Frenó a escasos centímetros de mí y volvió a fruncir el ceño, como si quisiera comprender mi lengua. Divisé duda, me parecía verle meditar sobre qué hacer, como si no quisiera hacerme daño. Era un salvaje. Rememorar ese detalle me hizo rechazar la mano que me tendió y echar a correr hacia el bosque. Mis movimientos no estaban orquestados por la lógica, sino por el miedo, por la necesidad de supervivencia. Las piedras escondidas sobre el terreno herían la planta de mis pies descalzos, pero no interrumpieron mi marcha. Corrí hasta hacerme daño en las piernas, hasta que sentí que los pulmones me ardían. No miré atrás.
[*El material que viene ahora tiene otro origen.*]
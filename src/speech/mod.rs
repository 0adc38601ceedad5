#[cfg(feature = "speech")]
pub mod model;
#[cfg(feature = "speech")]
pub mod transcribe;
pub mod transcript;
A los pocos minutos, me adentré en el bosque y rodé por el suelo al tropezarme con el saliente de un árbol. Jadeé, dolorida, al notar mi rodilla sangrando. Tenía todo los rizos cubiertos de hojas y tierra y la muñeca empezaba a hincharse. Con la respiración tan acelerada como la de un caballo desbocado, me senté sobre la tierra. Cuando encontré mi centro, reprimí las ganas de llorar, ya que solo me fatigarían más, y me apoyé en el tronco de aquel imponente árbol que había provocado mi caída. Quise desaparecer en el momento en que advertí lo mala idea que había sido dirigirme hacia el bosque: había corrido sin dirección, por lo que no sabría trazar el camino de vuelta a casa hasta que amaneciera. Todo a mi alrededor estaba tan oscuro que la ceguera y la sombra de los abetos provocaron que me hiciera un ovillo y cerrara los ojos, muerta de miedo. El viento, al mecerse entre las ramificaciones, silbaba con lobreguez. Escuchaba miles de susurros acosándome. Sola en la noche, estallé en un llanto vergonzoso.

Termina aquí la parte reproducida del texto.